En moins d’un mois, le pape a fait l’objet de trois : le coming out d’un prêtre polonais, la lettre de 13 cardinaux que vous avez démenti avoir signée, la rumeur sur sa santé. Est-ce une tentative de “déstabilisation” ?

Je n’ai pas l’habitude de voir des complots partout. S’il y avait une tentative de déstabilisation, elle a échoué. Le coming out d’un prêtre de la curie est un triste événement qui aurait pu se produire n’importe quand. Dans la presse romaine, la santé des papes fait régulièrement l’objet d’informations “sûres” qui ne sont jamais vérifiées. La lettre des cardinaux, non seulement je ne l’ai pas signée, mais je ne l’ai même pas vue. Si elle a existé, elle correspond à une façon de faire surprenante venant de gens qui sont chaque jour en réunion avec le pape et qui auraient besoin d’une lettre “clandestine” pour lui parler.

François sort-il affaibli ou renforcé du synode ?

Il en sort renforcé parce que les choses se sont passées comme il le souhaitait. Le choix d’un synode sur deux ans, la consultation, même partielle, du peuple chrétien, la liberté d’expression dans le cours du synode ont été autant d’éléments qui confirment son choix. Le fait que le synode, sur une question aussi difficile, ait assumé les différences laisse au pape toute liberté pour prendre ses décisions.

Ce synode s’achève sans recommandations fortes. La réforme de la doctrine de l’Église est-elle impossible ?

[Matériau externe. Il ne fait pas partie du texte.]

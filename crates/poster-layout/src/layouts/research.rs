use poster_core::color::Color;
use poster_core::models::document::PosterDocument;
use poster_core::models::theme::Theme;
use poster_core::visual::{
    BlockKind, BlockStyle, Border, Extent, FontWeight, Placement, SectionRole, Sides, TextRun,
    TextStyle, VisualBlock,
};

use super::body;
use crate::constants::{ACKNOWLEDGEMENTS, CANVAS, grid_unit};
use crate::sections::{chart_section, column, paragraphs, section, spacer};

const PADDING: f64 = 64.0;
const GAP: f64 = 48.0;
const STACK_GAP: f64 = 40.0;

/// Dense four-column grid: compact abstract, dashed chart cell and a
/// closing acknowledgements note.
pub fn arrange(doc: &PosterDocument, theme: &Theme) -> VisualBlock {
    let unit = grid_unit(CANVAS.width, PADDING, GAP, 4);

    let chart_cell = VisualBlock::new(BlockKind::Region, Placement::fill())
        .styled(
            BlockStyle::default()
                .border(Border::all(Color::GRAY_300, 4.0).dashed())
                .radius(8.0)
                .padding(16.0),
        )
        .with_children(vec![chart_section(doc, theme, Extent::Fill)]);

    body(
        PADDING,
        GAP,
        vec![
            column(
                unit,
                STACK_GAP,
                vec![
                    compact_abstract(doc, theme),
                    section(theme, SectionRole::Introduction, "Introduction", &doc.introduction),
                ],
            ),
            column(
                unit,
                STACK_GAP,
                vec![
                    section(theme, SectionRole::Methods, "Methods", &doc.methods),
                    chart_cell,
                ],
            ),
            column(
                unit,
                STACK_GAP,
                vec![
                    section(theme, SectionRole::Results, "Results", &doc.results),
                    section(theme, SectionRole::Discussion, "Discussion", &doc.discussion),
                ],
            ),
            column(
                unit,
                STACK_GAP,
                vec![
                    section(theme, SectionRole::Conclusions, "Conclusions", &doc.conclusions),
                    section(theme, SectionRole::References, "References", &doc.references),
                    spacer(),
                    acknowledgements(theme),
                ],
            ),
        ],
    )
}

fn compact_abstract(doc: &PosterDocument, theme: &Theme) -> VisualBlock {
    let heading = TextStyle::new(theme.fonts.heading, 32.0, theme.colors.text)
        .weight(FontWeight::Bold);
    let body = TextStyle::new(theme.fonts.body, 20.0, theme.colors.text);

    VisualBlock::new(
        BlockKind::TextSection {
            role: SectionRole::Abstract,
            heading: Some(TextRun::new("Abstract", heading)),
            heading_band: None,
            paragraphs: paragraphs(&doc.abstract_text),
            body,
        },
        Placement::auto(),
    )
    .styled(
        BlockStyle::default()
            .background(Color::GRAY_100)
            .border(Border::side(Sides::Bottom, Color::GRAY_400, 4.0))
            .padding(24.0)
            .gap(8.0),
    )
}

fn acknowledgements(theme: &Theme) -> VisualBlock {
    let heading = TextStyle::new(theme.fonts.heading, 24.0, theme.colors.text)
        .weight(FontWeight::Bold);
    let body = TextStyle::new(theme.fonts.body, 20.0, theme.colors.text);

    VisualBlock::new(
        BlockKind::TextSection {
            role: SectionRole::Acknowledgements,
            heading: Some(TextRun::new("Acknowledgements", heading)),
            heading_band: None,
            paragraphs: vec![ACKNOWLEDGEMENTS.to_string()],
            body,
        },
        Placement::auto(),
    )
    .styled(
        BlockStyle::default()
            .border(Border::side(Sides::Top, theme.colors.primary, 4.0))
            .padding(24.0)
            .gap(8.0),
    )
}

Il n’a jamais été question de ­réformer la doctrine de l’Église. C’est même un point sur lequel il y a une complète unanimité. D’ailleurs, samedi dernier, le pape lui-même a redit que sa mission se situait dans la fidélité à la tradition de notre église. Cela dit, je ne suis pas de votre avis. Il y a bien des recommandations fortes : l’attention à toutes les personnes, quelle que soit leur situation conjugale, en particulier les membres des familles blessées par la misère ou la violence ou contraintes à des migrations ; l’accompagnement des familles dans leur expérience de vie et leur mission éducative ; veiller à la solidarité familiale entre les générations, etc.

De nombreux divorcés remariés attendaient une ouverture sur l’accès aux sacrements. Pourquoi le statu quo l’a-t-il emporté ?

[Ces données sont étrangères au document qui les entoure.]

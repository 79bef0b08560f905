//! Text metrics estimated from the font size alone.
//!
//! SVG has no automatic line breaking, so paragraphs are wrapped here
//! using an average glyph advance rather than real font metrics.

use poster_core::visual::TextStyle;

/// Average glyph advance as a fraction of the font size.
const GLYPH_ADVANCE: f64 = 0.52;
const LINE_SPACING: f64 = 1.4;
const ELLIPSIS: &str = "...";

pub fn line_height(style: &TextStyle) -> f64 {
    style.size * LINE_SPACING
}

/// Height of `lines` lines of `style` text.
pub fn text_height(lines: usize, style: &TextStyle) -> f64 {
    lines as f64 * line_height(style)
}

/// The string as it is drawn: uppercased when the style asks for it.
pub fn display_text(text: &str, style: &TextStyle) -> String {
    if style.uppercase {
        text.to_uppercase()
    } else {
        text.to_string()
    }
}

/// How many characters of `style` fit on one line `width` wide.
pub fn chars_per_line(width: f64, style: &TextStyle) -> usize {
    let advance = style.size * GLYPH_ADVANCE;
    if advance <= 0.0 || !width.is_finite() {
        return 1;
    }
    ((width / advance).floor() as usize).max(1)
}

/// Greedy word wrap of a single paragraph. An empty paragraph is one
/// empty line. Words longer than a line keep a line to themselves.
pub fn wrap(text: &str, width: f64, style: &TextStyle) -> Vec<String> {
    let limit = chars_per_line(width, style);
    let text = display_text(text, style);

    let mut lines = Vec::new();
    let mut current = String::new();
    let mut current_len = 0;
    for word in text.split_whitespace() {
        let len = word.chars().count();
        if current_len > 0 && current_len + 1 + len > limit {
            lines.push(std::mem::take(&mut current));
            current_len = 0;
        }
        if current_len > 0 {
            current.push(' ');
            current_len += 1;
        }
        current.push_str(word);
        current_len += len;
    }
    if current_len > 0 || lines.is_empty() {
        lines.push(current);
    }
    lines
}

/// Wrap every paragraph and apply the style's line clamp, marking a
/// clamped last line with an ellipsis.
pub fn wrap_paragraphs(paragraphs: &[String], width: f64, style: &TextStyle) -> Vec<String> {
    let mut lines: Vec<String> = paragraphs
        .iter()
        .flat_map(|p| wrap(p, width, style))
        .collect();

    if let Some(max) = style.line_clamp {
        let max = max as usize;
        if lines.len() > max {
            lines.truncate(max);
            if let Some(last) = lines.last_mut() {
                last.push_str(ELLIPSIS);
            }
        }
    }
    lines
}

L’appartenance à l’Église et la vie chrétienne ne se limitent pas aux sacrements. Elle s’exprime par une participation habituelle et ­régulière à la vie d’une communauté concrète. Les sacrements ne sont pas un brevet de bonne conduite. Ils sont l’aboutissement d’un chemin par lequel nous essayons de mieux vivre. On ne peut donc pas décider par un décret universel que telle catégorie de personnes a accès aux sacrements sans tenir compte du véritable engagement dans la foi de chacun.

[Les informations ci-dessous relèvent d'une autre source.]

//! Chart renderer: a [`Chart`] plus a [`Theme`] become a chart block on a
//! fixed 800×500 canvas.
//!
//! Never fails. Missing or degenerate data yields a placeholder block.

use std::f64::consts::PI;

use poster_core::color::Color;
use poster_core::models::chart::{Chart, ChartKind, DataPoint};
use poster_core::models::theme::Theme;
use poster_core::sanitize::sanitize_svg;
use poster_core::visual::{
    Anchor, BlockKind, BlockStyle, ChartFigure, FontWeight, Padding, Placement, Rect, Shape,
    ShapeRole, Stroke, TextAlign, TextRun, TextStyle, VisualBlock,
};
use tracing::warn;

use crate::constants::{
    BAR_FILL_RATIO, BAR_PADDING, BAR_TITLE_SIZE, CHART_CANVAS, FALLBACK_MAX, GRID_COLOR,
    GRID_TICKS, HEADROOM, LEGEND_ROW, PIE_LABEL_RADIUS, PIE_NEUTRALS, SERIES_PADDING,
    SERIES_TITLE_SIZE, TICK_COLOR,
};

pub const NO_DATA: &str = "No chart data";
pub const VISUAL_UNAVAILABLE: &str = "Visual unavailable";

/// Render `chart` with `theme`. Returns a [`BlockKind::ChartBlock`] or a
/// [`BlockKind::Placeholder`].
pub fn render_chart(chart: &Chart, theme: &Theme) -> VisualBlock {
    match chart.kind {
        ChartKind::Bar => series_chart(chart, theme, ChartKind::Bar),
        ChartKind::Line => series_chart(chart, theme, ChartKind::Line),
        ChartKind::Pie => pie_chart(chart, theme),
        ChartKind::Generic => generic_visual(chart, theme),
    }
}

/// `max(values) × 1.1`, or 100 when there is nothing positive to scale to.
pub fn effective_max(data: &[DataPoint]) -> f64 {
    let max = data
        .iter()
        .map(|p| p.value)
        .filter(|v| v.is_finite())
        .fold(f64::NEG_INFINITY, f64::max);
    if max.is_finite() && max > 0.0 {
        max * HEADROOM
    } else {
        FALLBACK_MAX
    }
}

/// Format a data value the way it is typed: `15`, `0.5`, `-3.25`.
pub fn format_value(v: f64) -> String {
    if v.fract() == 0.0 && v.abs() < 1e15 {
        format!("{}", v as i64)
    } else {
        format!("{v}")
    }
}

/// Round half up, matching how tick labels are printed.
fn round_half_up(v: f64) -> f64 {
    (v + 0.5).floor()
}

fn placeholder(theme: &Theme, message: &str) -> VisualBlock {
    let style = TextStyle::new(theme.fonts.body, 30.0, Color::GRAY_400)
        .weight(FontWeight::Bold)
        .align(TextAlign::Center);
    VisualBlock::new(
        BlockKind::Placeholder {
            lines: vec![TextRun::new(message, style)],
        },
        Placement::fill(),
    )
    .styled(BlockStyle::default().background(Color::GRAY_50))
}

fn figure_block(figure: ChartFigure) -> VisualBlock {
    VisualBlock::new(BlockKind::ChartBlock(figure), Placement::fill()).styled(
        BlockStyle::default()
            .background(Color::WHITE)
            .radius(2.0)
            .padding(16.0)
            .gap(16.0),
    )
}

fn title_run(chart: &Chart, theme: &Theme, size: f64) -> TextRun {
    TextRun::new(
        chart.title.clone(),
        TextStyle::new(theme.fonts.heading, size, theme.colors.primary)
            .weight(FontWeight::Bold)
            .align(TextAlign::Center),
    )
}

fn label(x: f64, y: f64, text: String, anchor: Anchor, style: TextStyle) -> Shape {
    Shape::Label {
        x,
        y,
        text,
        anchor,
        rotation: None,
        style,
    }
}

fn has_usable_data(data: &[DataPoint]) -> bool {
    !data.is_empty() && data.iter().all(|p| p.value.is_finite())
}

fn series_chart(chart: &Chart, theme: &Theme, kind: ChartKind) -> VisualBlock {
    if !has_usable_data(&chart.data) {
        return placeholder(theme, NO_DATA);
    }

    let (padding, title_size) = match kind {
        ChartKind::Bar => (BAR_PADDING, BAR_TITLE_SIZE),
        _ => (SERIES_PADDING, SERIES_TITLE_SIZE),
    };
    let max = effective_max(&chart.data);
    // Values near f64::MAX overflow the headroom.
    if !max.is_finite() {
        return placeholder(theme, NO_DATA);
    }

    let mut elements = grid(theme, padding, max);
    match kind {
        ChartKind::Bar => elements.extend(bars(&chart.data, theme, padding, max)),
        _ => elements.extend(line(&chart.data, theme, padding, max)),
    }
    elements.extend(axis_labels(chart, theme));

    figure_block(ChartFigure {
        kind,
        title: title_run(chart, theme, title_size),
        canvas: CHART_CANVAS,
        padding,
        effective_max: Some(max),
        elements,
    })
}

fn plot_size(padding: Padding) -> (f64, f64) {
    (
        CHART_CANVAS.width - padding.left - padding.right,
        CHART_CANVAS.height - padding.top - padding.bottom,
    )
}

fn grid(theme: &Theme, padding: Padding, max: f64) -> Vec<Shape> {
    let (_, ch) = plot_size(padding);
    let style = TextStyle::new(theme.fonts.body, 20.0, TICK_COLOR);

    GRID_TICKS
        .iter()
        .flat_map(|tick| {
            let y = padding.top + ch - tick * ch;
            [
                Shape::Line {
                    x1: padding.left,
                    y1: y,
                    x2: CHART_CANVAS.width - padding.right,
                    y2: y,
                    stroke: Stroke::new(GRID_COLOR, 2.0),
                },
                label(
                    padding.left - 15.0,
                    y + 8.0,
                    format_value(round_half_up(tick * max)),
                    Anchor::End,
                    style,
                ),
            ]
        })
        .collect()
}

fn bars(data: &[DataPoint], theme: &Theme, padding: Padding, max: f64) -> Vec<Shape> {
    let (cw, ch) = plot_size(padding);
    let slot = cw / data.len() as f64;
    let bar_width = slot * BAR_FILL_RATIO;
    let gap = slot - bar_width;
    let axis_y = padding.top + ch;

    let value_style = TextStyle::new(theme.fonts.body, 24.0, theme.colors.primary)
        .weight(FontWeight::Bold);
    let category_style =
        TextStyle::new(theme.fonts.body, 20.0, theme.colors.text).weight(FontWeight::Medium);

    let mut shapes = Vec::with_capacity(data.len() * 3);
    for (i, point) in data.iter().enumerate() {
        let height = point.value / max * ch;
        let x = padding.left + i as f64 * (bar_width + gap) + gap / 2.0;
        // Negative values hang below the axis rather than being clamped.
        let (y, h) = if height >= 0.0 {
            (axis_y - height, height)
        } else {
            (axis_y, -height)
        };
        let centre = x + bar_width / 2.0;

        shapes.push(Shape::Rect {
            rect: Rect::new(x, y, bar_width, h),
            fill: Some(theme.colors.accent),
            stroke: Some(Stroke::new(theme.colors.primary, 2.0)),
            role: ShapeRole::Bar,
        });
        shapes.push(label(
            centre,
            axis_y - height - 10.0,
            format_value(point.value),
            Anchor::Middle,
            value_style,
        ));
        shapes.push(label(
            centre,
            axis_y + 30.0,
            point.label.clone(),
            Anchor::Middle,
            category_style,
        ));
    }
    shapes
}

fn line(data: &[DataPoint], theme: &Theme, padding: Padding, max: f64) -> Vec<Shape> {
    let (cw, ch) = plot_size(padding);
    let step = cw / (data.len().saturating_sub(1).max(1)) as f64;
    let axis_y = padding.top + ch;

    let points: Vec<(f64, f64)> = data
        .iter()
        .enumerate()
        .map(|(i, p)| (padding.left + i as f64 * step, axis_y - p.value / max * ch))
        .collect();

    let value_style =
        TextStyle::new(theme.fonts.body, 20.0, theme.colors.text).weight(FontWeight::Bold);
    let category_style =
        TextStyle::new(theme.fonts.body, 20.0, theme.colors.text).weight(FontWeight::Medium);

    let mut shapes = vec![Shape::Polyline {
        points: points.clone(),
        stroke: Stroke::new(theme.colors.accent, 8.0).round(),
    }];
    for (point, &(x, y)) in data.iter().zip(&points) {
        shapes.push(Shape::Circle {
            cx: x,
            cy: y,
            r: 8.0,
            fill: Some(theme.colors.primary),
            stroke: Some(Stroke::new(Color::WHITE, 3.0)),
        });
        shapes.push(label(
            x,
            y - 20.0,
            format_value(point.value),
            Anchor::Middle,
            value_style,
        ));
        shapes.push(label(
            x,
            axis_y + 30.0,
            point.label.clone(),
            Anchor::Middle,
            category_style,
        ));
    }
    shapes
}

fn axis_labels(chart: &Chart, theme: &Theme) -> [Shape; 2] {
    let style = TextStyle::new(theme.fonts.heading, 24.0, theme.colors.text)
        .weight(FontWeight::Bold)
        .uppercase();
    [
        label(
            CHART_CANVAS.width / 2.0,
            CHART_CANVAS.height - 15.0,
            chart.x_axis_label.clone(),
            Anchor::Middle,
            style,
        ),
        Shape::Label {
            x: 30.0,
            y: CHART_CANVAS.height / 2.0,
            text: chart.y_axis_label.clone(),
            anchor: Anchor::Middle,
            rotation: Some(-90.0),
            style,
        },
    ]
}

/// The five slice colors, cycled by index.
pub fn pie_palette(theme: &Theme) -> [Color; 5] {
    [
        theme.colors.accent,
        theme.colors.primary,
        theme.colors.sidebar_background,
        PIE_NEUTRALS[0],
        PIE_NEUTRALS[1],
    ]
}

fn pie_chart(chart: &Chart, theme: &Theme) -> VisualBlock {
    let data = &chart.data;
    let total: f64 = data.iter().map(|p| p.value).sum();
    // A zero, negative or overflowing total, or any negative slice, has no
    // meaningful angles; such charts render as empty.
    if !has_usable_data(data)
        || !total.is_finite()
        || total <= 0.0
        || data.iter().any(|p| p.value < 0.0)
    {
        return placeholder(theme, NO_DATA);
    }

    let padding = SERIES_PADDING;
    let (cw, ch) = plot_size(padding);
    let radius = cw.min(ch) / 2.0;
    let cx = CHART_CANVAS.width / 2.0;
    let cy = (CHART_CANVAS.height + padding.top) / 2.0;
    let palette = pie_palette(theme);

    let percent_style =
        TextStyle::new(theme.fonts.body, 20.0, Color::WHITE).weight(FontWeight::Bold);
    let legend_style = TextStyle::new(theme.fonts.body, 20.0, theme.colors.text);

    let mut elements = Vec::with_capacity(data.len() * 4);
    let mut angle = 0.0;
    for (i, point) in data.iter().enumerate() {
        let sweep = point.value / total * 2.0 * PI;
        let fill = palette[i % palette.len()];

        elements.push(Shape::Wedge {
            cx,
            cy,
            r: radius,
            start: angle,
            end: angle + sweep,
            fill,
            stroke: Some(Stroke::new(Color::WHITE, 2.0)),
        });

        let mid = angle + sweep / 2.0;
        let label_r = radius * PIE_LABEL_RADIUS;
        elements.push(label(
            cx + label_r * mid.cos(),
            cy + label_r * mid.sin(),
            format!("{}%", format_value(round_half_up(point.value / total * 100.0))),
            Anchor::Middle,
            percent_style,
        ));

        let legend_y = padding.top + i as f64 * LEGEND_ROW;
        elements.push(Shape::Rect {
            rect: Rect::new(padding.left, legend_y, 20.0, 20.0),
            fill: Some(fill),
            stroke: None,
            role: ShapeRole::Legend,
        });
        elements.push(label(
            padding.left + 30.0,
            legend_y + 16.0,
            format!("{} ({})", point.label, format_value(point.value)),
            Anchor::Start,
            legend_style,
        ));

        angle += sweep;
    }

    figure_block(ChartFigure {
        kind: ChartKind::Pie,
        title: title_run(chart, theme, SERIES_TITLE_SIZE),
        canvas: CHART_CANVAS,
        padding,
        effective_max: None,
        elements,
    })
}

fn generic_visual(chart: &Chart, theme: &Theme) -> VisualBlock {
    let Some(markup) = chart.svg_content.as_deref() else {
        return placeholder(theme, NO_DATA);
    };

    match sanitize_svg(markup) {
        Ok(markup) => figure_block(ChartFigure {
            kind: ChartKind::Generic,
            title: title_run(chart, theme, SERIES_TITLE_SIZE),
            canvas: CHART_CANVAS,
            padding: SERIES_PADDING,
            effective_max: None,
            elements: vec![Shape::Markup { markup }],
        }),
        Err(e) => {
            warn!(error = %e, title = %chart.title, "rejected generic visual markup");
            placeholder(theme, VISUAL_UNAVAILABLE)
        }
    }
}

La question des homosexuels a été peu évoquée. Reste-t-elle taboue pour l’Église ?

Le sujet est d’autant moins tabou que c’est une réalité à ­laquelle sont confrontées un certain nombre de familles, et c’est pourquoi nous en avons parlé. Mais il ne s’agissait pas du sujet principal du synode, qui était la mission de la famille. D’autre part, je ne crois pas que les personnes homosexuelles se définissent elles-mêmes par rapport à la famille conçue comme une cellule hétérosexuelle.

Le synode a révélé la variété des pratiques sociétales selon les pays. L’Église peut-elle rester universelle ou doit-elle accompagner au cas par cas ?

Par rapport à d’autres organisations internationales, notre expérience de l’universalité supporte facilement la comparaison. Nous sommes au moins aussi universels que la Déclaration universelle des droits de l’homme, dont je crois savoir que certains pays ne pensent pas qu’elle les concerne. Avoir une foi commune et un attachement commun à la personne du Christ et à son Église ne signifie pas l’uniformité. Il suffit de voir les pratiques des Églises orientales pour s’en convaincre.

En différentes pratiques, l’Église ne court-elle pas le risque d’une désunion ?

Pour prendre trois exemples, la préparation d’un mariage à Paris n’est pas identique à celle en Afrique ou en Asie. Les réalités vécues ne sont pas les mêmes. De même, la catéchèse des enfants est indissociable de leur contexte de vie et on n’utilise pas le même catéchisme en Russie et en Amérique latine. Enfin, la liturgie se célèbre dans les différentes langues et cultures. Ces différences sont connues depuis longtemps. Elles n’ont pas à être "ratifiées" par une autorité centrale qui se contente de vérifier qu’il n’y a pas de déviance par rapport à la foi commune, en respectant les particularités locales. À ce jour, ces différences n’empêchent pas la communion de l’Église.

Source : lejdd.fr.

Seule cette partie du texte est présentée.